Migraines are a burden to those who suffer from them; they can reduce one’s quality of life, decrease one’s ability to function, and even impair one’s performance. Preventative treatments can be used for people who have frequent and severe migraines despite the use of over the counter pain medication. These prophylactic treatments are intended to improve one’s quality of life and decrease the use of acute drugs. Though the mechanisms are not completely certain, some antidepressant drugs, such as amitriptyline, have been shown to effectively prevent migraines at lower doses than when used for depression. The goal of this Cochrane Review was to see if SSRIs and SNRIs were effective in the prevention of migraines.

Key message

SSRIs or SNRIs were not found to be any more effective than placebo or amitriptyline in reducing the reducing the frequency, intensity, and/or duration of migraines in adults.

Introduction

A migraine is a common neurological disorder characterized by recurrent, unilateral, pulsating headaches lasting several hours. Migraines are commonly associated with nausea and/or extreme sensitivity to light and fear of loud sounds. They can occur with or without aura—focal neurological symptoms that present before or during an episode. Migraines are a burden to those who suffer from them; they can reduce one’s quality of life, decrease one’s ability to function, and even impair one’s performance. Preventative treatments can be used for people who have frequent and severe migraines despite the use of over the counter pain medication. These prophylactic treatments are intended to improve one’s quality of life and decrease the use of acute drugs. Though the mechanisms are not completely certain, some antidepressant drugs, such as amitriptyline, have been shown to effectively prevent migraines at lower doses than when used for depression. SSRIs and SNRIs are typically used as antidepressants, but because the serotonergic system seems to be involved in migraine pathophysiology and because of successes such as amitriptyline, these drugs have been clinically tested for migraine prophylaxis.

What did they find?

Eleven studies were reviewed, and overall, SSRI’s and SNRI’s were not found to be more effective than placebo or amitriptyline. The newest study did repost a decrease in migraine frequency when an SSRI was compared to placebo, but the study was not completely reliable and a definite conclusion can’t be drawn from just a single study. Generally, people seemed to tolerate the SSRIs or SNRIs better than tricyclic antidepressants, but there was not statistically significant difference between the number of patients who withdrew due to adverse events.
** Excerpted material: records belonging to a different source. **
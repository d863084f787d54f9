use std::fmt;

#[derive(Debug)]
pub enum GatewayError {
    ApiError {
        status: u16,
        message: String,
    },
    BackendError(String),
    InvalidInput(String),
    ConfigError(String),
    StoreError(String),
    NetworkError(reqwest::Error),
    IoError(std::io::Error),
    JsonError(serde_json::Error),
    YamlError(serde_yaml::Error),
    Other(String),
}

impl GatewayError {
    /// Errors that are safe to show verbatim to whoever sent the request.
    pub fn is_caller_facing(&self) -> bool {
        matches!(self, GatewayError::InvalidInput(_))
    }
}

impl fmt::Display for GatewayError {
    fn fmt(&self, f: &mut fmt::Formatter<'_>) -> fmt::Result {
        match self {
            GatewayError::ApiError { status, message } => {
                write!(f, "Model API error (status {}): {}", status, message)
            }
            GatewayError::BackendError(msg) => write!(f, "Database backend error: {}", msg),
            GatewayError::InvalidInput(msg) => write!(f, "{}", msg),
            GatewayError::ConfigError(msg) => write!(f, "Configuration error: {}", msg),
            GatewayError::StoreError(msg) => write!(f, "Conversation store error: {}", msg),
            GatewayError::NetworkError(e) => write!(f, "Network error: {}", e),
            GatewayError::IoError(e) => write!(f, "IO error: {}", e),
            GatewayError::JsonError(e) => write!(f, "JSON error: {}", e),
            GatewayError::YamlError(e) => write!(f, "YAML error: {}", e),
            GatewayError::Other(msg) => write!(f, "{}", msg),
        }
    }
}

impl std::error::Error for GatewayError {
    fn source(&self) -> Option<&(dyn std::error::Error + 'static)> {
        match self {
            GatewayError::NetworkError(e) => Some(e),
            GatewayError::IoError(e) => Some(e),
            GatewayError::JsonError(e) => Some(e),
            GatewayError::YamlError(e) => Some(e),
            _ => None,
        }
    }
}

impl From<reqwest::Error> for GatewayError {
    fn from(err: reqwest::Error) -> Self {
        GatewayError::NetworkError(err)
    }
}

impl From<std::io::Error> for GatewayError {
    fn from(err: std::io::Error) -> Self {
        GatewayError::IoError(err)
    }
}

impl From<serde_json::Error> for GatewayError {
    fn from(err: serde_json::Error) -> Self {
        GatewayError::JsonError(err)
    }
}

impl From<serde_yaml::Error> for GatewayError {
    fn from(err: serde_yaml::Error) -> Self {
        GatewayError::YamlError(err)
    }
}

impl From<anyhow::Error> for GatewayError {
    fn from(err: anyhow::Error) -> Self {
        GatewayError::Other(format!("{:#}", err))
    }
}

impl From<String> for GatewayError {
    fn from(msg: String) -> Self {
        GatewayError::Other(msg)
    }
}

impl From<&str> for GatewayError {
    fn from(msg: &str) -> Self {
        GatewayError::Other(msg.to_string())
    }
}

pub type Result<T> = std::result::Result<T, GatewayError>;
How good was the evidence?

The quality and number of studies that were analyzed were weak. Limited valuable information was obtained from some studies because reporting was incomplete. Overall, the studies had short follow-ups, small sample sizes, frequent ambiguities, and inadequate blinding procedures—making the overall data poor. The outcomes tested in many of the studies seemed to have minimal clinical significance; most studies failed to report data about migraine frequency—the most relevant clinical outcome.

What does this change?

Based on this review, SSRIs and SNRIs don’t show any current benefit to patients suffering from migraines.

Looking ahead

Migraines are truly debilitating (speaking from experience) and are a common problem in our world today. There is still research to be done on possible treatment to prevent migraines, but also on the actual process of how in fact a migraine develops. The more we understand the pathophysiology of migraines, the more insight we will have on the kinds of drugs that can help prevent this disorder.

Links

Banzi R, Cusi C, Randazzo C, Sterzi R, Tedesco D, Moja L. Selective serotonin reuptake inhibitors (SSRIs) and serotonin-norepinephrine reuptake inhibitors (SNRIs) for the prevention of migraine in adults. Cochrane Database of Systematic Reviews 2015, Issue 4. Art. No.: CD002919. DOI: 10.1002/14651858.CD002919.pub3

http://onlinelibrary.wiley.com/doi/10.1002/14651858.CD002919.pub3/abstract

Alyssa G. Ricci

Alyssa G. Ricci

I am currently a third year dental student at Virginia Commonwealth University School of Dentistry. My goals are to become an Orthodontist as well as hopefully start a non-profit doing horse therapy with special needs kids. I'm a proud wife and horse owner, and I am fluent in Spanish. I believe research is an essential part of life. My focus is on dental-based research.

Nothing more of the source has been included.